Your instructions. The expected output is each line below containing "PeerTransport", copied in full.

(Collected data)
——————————

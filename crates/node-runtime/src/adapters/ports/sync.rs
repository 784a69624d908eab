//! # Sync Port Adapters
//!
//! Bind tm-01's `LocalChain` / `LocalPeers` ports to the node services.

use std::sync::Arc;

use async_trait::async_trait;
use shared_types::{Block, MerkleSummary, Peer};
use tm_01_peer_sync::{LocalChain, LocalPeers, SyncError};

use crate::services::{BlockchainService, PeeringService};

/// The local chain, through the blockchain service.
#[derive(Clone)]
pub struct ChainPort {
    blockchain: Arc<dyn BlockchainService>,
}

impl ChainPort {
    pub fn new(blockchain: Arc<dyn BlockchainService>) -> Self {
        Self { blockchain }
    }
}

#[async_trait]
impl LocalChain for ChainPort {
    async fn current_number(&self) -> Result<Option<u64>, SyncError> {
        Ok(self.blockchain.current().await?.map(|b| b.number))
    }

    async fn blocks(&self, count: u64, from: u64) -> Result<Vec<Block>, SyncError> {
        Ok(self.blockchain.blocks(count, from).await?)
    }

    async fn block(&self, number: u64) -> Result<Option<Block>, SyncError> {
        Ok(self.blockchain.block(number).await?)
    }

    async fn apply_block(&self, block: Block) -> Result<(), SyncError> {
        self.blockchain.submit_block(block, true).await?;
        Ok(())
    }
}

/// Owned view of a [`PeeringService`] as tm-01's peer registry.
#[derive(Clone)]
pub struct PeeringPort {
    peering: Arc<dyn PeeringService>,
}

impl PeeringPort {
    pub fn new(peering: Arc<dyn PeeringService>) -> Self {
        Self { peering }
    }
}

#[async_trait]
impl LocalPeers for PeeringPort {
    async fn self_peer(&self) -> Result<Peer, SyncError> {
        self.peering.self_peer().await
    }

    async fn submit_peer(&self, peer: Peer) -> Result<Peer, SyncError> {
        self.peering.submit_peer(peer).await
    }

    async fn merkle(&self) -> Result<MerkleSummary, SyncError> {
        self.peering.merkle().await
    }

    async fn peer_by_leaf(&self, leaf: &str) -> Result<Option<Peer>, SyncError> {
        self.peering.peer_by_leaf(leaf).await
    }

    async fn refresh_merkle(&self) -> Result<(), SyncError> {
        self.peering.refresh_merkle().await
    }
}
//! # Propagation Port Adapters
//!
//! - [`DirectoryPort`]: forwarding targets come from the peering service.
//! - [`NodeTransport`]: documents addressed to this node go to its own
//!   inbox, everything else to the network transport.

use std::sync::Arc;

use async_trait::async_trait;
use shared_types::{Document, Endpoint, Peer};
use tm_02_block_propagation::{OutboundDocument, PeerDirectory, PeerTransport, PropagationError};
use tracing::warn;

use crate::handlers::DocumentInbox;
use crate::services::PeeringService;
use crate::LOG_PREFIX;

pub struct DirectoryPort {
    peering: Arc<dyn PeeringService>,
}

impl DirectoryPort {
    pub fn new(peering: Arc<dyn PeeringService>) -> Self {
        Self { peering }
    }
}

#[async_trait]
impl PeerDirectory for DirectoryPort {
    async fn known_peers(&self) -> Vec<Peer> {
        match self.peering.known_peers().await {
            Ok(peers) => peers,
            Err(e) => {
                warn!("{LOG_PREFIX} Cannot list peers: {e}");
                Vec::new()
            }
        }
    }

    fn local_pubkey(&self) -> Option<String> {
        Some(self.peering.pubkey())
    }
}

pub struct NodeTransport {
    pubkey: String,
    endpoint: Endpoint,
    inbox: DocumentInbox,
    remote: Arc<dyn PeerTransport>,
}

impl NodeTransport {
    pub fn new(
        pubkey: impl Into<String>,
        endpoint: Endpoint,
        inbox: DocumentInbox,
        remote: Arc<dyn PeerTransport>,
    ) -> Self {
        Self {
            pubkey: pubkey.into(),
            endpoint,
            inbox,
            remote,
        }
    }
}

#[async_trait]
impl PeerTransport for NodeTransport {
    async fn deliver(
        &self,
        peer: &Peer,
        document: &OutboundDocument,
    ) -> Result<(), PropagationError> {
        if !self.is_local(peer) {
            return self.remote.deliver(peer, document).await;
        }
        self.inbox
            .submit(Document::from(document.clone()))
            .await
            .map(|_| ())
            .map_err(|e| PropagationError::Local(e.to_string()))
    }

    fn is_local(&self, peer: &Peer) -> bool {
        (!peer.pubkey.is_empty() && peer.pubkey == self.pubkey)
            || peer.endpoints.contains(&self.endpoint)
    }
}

——————————

Answer box.
use tm_02_block_propagation::{OutboundDocument, PeerDirectory, PeerTransport, PropagationError};
    remote: Arc<dyn PeerTransport>,
        remote: Arc<dyn PeerTransport>,
impl PeerTransport for NodeTransport {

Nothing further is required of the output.